_Task_.
Pull every line containing "recv" from the entries.

_Material provided_.
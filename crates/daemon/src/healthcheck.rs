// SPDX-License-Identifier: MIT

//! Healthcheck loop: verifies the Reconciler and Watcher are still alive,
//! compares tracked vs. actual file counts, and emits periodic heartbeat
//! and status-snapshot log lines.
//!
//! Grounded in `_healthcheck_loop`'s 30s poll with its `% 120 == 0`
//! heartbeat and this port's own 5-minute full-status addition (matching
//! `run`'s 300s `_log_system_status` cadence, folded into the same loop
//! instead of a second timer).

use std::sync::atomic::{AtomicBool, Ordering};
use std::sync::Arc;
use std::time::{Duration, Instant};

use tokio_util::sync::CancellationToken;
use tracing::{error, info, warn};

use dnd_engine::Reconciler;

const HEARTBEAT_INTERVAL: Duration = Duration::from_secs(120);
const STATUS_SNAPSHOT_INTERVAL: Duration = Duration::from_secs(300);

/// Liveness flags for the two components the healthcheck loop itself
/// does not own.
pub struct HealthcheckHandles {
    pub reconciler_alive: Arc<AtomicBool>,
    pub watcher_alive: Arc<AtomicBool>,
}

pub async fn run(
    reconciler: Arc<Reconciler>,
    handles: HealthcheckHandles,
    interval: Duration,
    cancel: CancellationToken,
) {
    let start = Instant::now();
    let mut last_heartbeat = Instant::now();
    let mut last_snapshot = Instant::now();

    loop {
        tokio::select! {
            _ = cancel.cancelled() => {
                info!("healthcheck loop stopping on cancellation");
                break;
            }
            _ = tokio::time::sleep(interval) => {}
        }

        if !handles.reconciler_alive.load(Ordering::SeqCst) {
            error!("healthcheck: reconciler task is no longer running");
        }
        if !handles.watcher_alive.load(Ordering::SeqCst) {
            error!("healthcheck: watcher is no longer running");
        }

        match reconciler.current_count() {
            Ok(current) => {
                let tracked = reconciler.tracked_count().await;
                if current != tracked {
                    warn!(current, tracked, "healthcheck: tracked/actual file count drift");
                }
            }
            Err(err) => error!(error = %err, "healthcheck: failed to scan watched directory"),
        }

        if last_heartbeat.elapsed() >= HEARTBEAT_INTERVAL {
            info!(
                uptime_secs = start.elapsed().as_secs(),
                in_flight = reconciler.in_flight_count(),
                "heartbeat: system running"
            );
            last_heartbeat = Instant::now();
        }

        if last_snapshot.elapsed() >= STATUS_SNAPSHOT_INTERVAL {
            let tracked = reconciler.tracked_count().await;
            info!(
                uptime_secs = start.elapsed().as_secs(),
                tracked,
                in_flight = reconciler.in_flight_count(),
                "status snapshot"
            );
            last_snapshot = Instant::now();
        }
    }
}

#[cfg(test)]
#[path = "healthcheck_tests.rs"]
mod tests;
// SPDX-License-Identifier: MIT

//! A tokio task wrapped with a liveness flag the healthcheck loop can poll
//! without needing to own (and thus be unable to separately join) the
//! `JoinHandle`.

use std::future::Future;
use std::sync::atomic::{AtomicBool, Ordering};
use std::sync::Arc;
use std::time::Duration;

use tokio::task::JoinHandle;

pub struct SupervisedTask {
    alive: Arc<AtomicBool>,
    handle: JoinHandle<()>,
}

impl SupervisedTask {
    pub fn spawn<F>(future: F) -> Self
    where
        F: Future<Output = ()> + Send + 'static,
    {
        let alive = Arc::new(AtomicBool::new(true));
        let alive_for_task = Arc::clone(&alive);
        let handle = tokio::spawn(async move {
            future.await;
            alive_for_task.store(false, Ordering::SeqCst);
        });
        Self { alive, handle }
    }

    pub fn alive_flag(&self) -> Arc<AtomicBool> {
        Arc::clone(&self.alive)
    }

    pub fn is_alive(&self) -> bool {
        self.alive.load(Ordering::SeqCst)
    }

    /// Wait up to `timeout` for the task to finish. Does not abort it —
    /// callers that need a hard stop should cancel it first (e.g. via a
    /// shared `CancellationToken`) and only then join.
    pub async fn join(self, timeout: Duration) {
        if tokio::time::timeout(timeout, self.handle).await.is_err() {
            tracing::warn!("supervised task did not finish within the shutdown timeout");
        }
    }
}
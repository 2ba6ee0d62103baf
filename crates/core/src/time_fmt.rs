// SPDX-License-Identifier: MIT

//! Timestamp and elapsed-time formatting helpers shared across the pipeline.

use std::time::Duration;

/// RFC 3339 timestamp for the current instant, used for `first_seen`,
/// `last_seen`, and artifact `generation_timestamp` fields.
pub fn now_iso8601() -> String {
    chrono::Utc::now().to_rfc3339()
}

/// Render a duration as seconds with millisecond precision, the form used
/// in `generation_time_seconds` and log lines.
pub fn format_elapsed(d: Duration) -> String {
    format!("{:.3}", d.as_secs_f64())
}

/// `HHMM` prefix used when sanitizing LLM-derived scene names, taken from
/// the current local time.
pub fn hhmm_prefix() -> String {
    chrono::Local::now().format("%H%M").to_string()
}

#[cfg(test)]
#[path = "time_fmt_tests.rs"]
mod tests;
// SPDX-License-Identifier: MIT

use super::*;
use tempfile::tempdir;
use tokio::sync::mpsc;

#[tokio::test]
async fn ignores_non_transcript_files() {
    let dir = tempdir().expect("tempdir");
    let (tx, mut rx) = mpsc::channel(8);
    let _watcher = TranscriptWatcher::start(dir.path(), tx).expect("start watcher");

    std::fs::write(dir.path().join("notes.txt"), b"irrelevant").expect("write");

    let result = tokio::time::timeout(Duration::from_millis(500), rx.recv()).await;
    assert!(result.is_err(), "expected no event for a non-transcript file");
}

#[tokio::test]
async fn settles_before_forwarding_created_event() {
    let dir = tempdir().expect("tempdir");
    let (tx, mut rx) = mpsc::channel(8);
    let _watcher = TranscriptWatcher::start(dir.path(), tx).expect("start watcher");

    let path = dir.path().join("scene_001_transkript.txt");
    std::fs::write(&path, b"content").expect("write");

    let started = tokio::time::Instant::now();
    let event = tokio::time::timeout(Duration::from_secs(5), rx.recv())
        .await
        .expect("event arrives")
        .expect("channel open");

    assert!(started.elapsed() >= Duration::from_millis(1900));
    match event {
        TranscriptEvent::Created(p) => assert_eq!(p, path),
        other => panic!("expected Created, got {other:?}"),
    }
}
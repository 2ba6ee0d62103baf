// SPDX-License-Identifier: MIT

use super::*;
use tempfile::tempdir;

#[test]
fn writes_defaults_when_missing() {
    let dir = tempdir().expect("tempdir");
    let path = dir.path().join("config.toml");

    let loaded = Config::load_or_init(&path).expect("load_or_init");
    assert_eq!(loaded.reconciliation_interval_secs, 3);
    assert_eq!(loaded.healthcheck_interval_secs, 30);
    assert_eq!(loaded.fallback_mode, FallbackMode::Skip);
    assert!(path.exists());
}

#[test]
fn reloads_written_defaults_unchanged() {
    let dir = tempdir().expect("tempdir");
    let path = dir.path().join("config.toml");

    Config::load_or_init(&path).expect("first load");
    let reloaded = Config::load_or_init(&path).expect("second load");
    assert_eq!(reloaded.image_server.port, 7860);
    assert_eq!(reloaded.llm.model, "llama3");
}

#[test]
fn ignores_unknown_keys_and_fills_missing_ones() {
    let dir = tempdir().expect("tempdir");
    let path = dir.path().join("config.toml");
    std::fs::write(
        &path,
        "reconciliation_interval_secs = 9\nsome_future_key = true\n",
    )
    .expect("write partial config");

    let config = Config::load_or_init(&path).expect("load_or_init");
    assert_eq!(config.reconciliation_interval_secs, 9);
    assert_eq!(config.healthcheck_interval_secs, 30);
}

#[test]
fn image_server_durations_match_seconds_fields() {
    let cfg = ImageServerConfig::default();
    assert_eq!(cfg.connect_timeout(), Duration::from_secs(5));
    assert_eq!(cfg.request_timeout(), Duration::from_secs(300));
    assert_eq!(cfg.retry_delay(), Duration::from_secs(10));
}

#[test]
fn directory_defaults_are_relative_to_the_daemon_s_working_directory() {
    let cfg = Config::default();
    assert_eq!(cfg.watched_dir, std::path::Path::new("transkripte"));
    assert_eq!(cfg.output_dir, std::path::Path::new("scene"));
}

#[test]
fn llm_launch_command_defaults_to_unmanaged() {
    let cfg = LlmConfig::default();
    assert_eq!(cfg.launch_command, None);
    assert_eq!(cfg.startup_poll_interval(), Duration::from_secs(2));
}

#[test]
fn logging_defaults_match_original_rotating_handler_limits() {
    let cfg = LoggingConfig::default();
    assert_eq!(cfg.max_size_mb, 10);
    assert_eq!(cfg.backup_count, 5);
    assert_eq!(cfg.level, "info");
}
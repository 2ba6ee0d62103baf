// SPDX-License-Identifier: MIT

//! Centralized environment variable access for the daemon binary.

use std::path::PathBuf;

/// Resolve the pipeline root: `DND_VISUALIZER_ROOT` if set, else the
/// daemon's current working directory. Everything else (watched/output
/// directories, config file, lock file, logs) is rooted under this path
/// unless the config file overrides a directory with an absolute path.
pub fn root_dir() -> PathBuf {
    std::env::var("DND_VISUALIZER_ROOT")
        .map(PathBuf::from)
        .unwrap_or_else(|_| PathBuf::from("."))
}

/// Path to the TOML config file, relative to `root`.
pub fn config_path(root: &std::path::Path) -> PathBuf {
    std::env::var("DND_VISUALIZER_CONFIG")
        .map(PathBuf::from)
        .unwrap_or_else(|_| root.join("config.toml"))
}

==

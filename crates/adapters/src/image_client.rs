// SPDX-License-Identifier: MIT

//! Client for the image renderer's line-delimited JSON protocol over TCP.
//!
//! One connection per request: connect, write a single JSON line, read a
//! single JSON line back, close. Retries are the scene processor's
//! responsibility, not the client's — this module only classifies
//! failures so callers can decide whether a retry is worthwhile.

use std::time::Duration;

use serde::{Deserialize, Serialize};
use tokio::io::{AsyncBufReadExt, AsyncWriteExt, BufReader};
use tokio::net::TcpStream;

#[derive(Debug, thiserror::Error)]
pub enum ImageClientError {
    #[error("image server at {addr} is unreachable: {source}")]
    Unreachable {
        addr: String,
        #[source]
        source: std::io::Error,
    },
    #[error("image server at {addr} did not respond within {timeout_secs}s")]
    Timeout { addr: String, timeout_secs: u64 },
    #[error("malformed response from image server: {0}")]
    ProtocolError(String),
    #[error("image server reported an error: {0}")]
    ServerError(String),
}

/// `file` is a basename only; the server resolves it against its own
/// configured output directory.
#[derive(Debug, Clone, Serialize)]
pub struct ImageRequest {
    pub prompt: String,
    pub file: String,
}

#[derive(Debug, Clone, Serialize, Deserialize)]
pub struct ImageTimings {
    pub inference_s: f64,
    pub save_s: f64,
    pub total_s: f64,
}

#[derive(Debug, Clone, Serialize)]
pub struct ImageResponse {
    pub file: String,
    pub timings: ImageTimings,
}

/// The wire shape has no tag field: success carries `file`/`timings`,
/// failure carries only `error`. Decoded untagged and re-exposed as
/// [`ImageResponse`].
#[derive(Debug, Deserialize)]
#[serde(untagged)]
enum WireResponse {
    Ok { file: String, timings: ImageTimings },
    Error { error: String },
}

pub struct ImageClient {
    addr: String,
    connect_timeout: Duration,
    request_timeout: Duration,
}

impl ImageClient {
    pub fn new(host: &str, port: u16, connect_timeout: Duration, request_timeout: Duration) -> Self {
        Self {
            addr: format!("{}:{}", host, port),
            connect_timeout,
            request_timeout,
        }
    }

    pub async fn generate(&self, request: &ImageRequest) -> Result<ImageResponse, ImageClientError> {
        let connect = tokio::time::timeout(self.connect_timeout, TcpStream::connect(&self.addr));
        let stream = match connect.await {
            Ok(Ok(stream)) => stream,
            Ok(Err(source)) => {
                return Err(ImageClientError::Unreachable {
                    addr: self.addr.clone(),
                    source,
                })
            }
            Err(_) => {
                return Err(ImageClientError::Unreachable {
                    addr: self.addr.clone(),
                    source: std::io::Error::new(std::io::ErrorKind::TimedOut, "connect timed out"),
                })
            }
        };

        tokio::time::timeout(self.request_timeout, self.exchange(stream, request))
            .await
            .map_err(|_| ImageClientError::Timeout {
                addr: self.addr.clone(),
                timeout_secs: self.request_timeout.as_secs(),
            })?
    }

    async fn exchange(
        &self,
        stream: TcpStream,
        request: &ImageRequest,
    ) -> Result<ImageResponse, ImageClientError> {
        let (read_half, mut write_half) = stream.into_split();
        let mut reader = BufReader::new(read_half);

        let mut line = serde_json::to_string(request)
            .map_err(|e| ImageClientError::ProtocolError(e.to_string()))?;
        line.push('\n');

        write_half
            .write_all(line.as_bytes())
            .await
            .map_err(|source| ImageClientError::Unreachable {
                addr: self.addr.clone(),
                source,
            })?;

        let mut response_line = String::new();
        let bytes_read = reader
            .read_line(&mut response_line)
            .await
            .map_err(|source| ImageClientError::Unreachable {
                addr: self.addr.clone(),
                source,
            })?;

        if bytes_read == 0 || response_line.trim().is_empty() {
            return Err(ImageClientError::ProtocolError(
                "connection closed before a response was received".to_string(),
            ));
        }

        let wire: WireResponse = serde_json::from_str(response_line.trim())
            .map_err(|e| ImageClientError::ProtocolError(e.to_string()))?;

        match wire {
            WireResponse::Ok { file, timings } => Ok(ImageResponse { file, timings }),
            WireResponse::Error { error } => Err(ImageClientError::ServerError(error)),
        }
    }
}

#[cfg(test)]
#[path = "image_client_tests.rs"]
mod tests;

_Output for this exercise_.
    let result = tokio::time::timeout(Duration::from_millis(500), rx.recv()).await;
    let event = tokio::time::timeout(Duration::from_secs(5), rx.recv())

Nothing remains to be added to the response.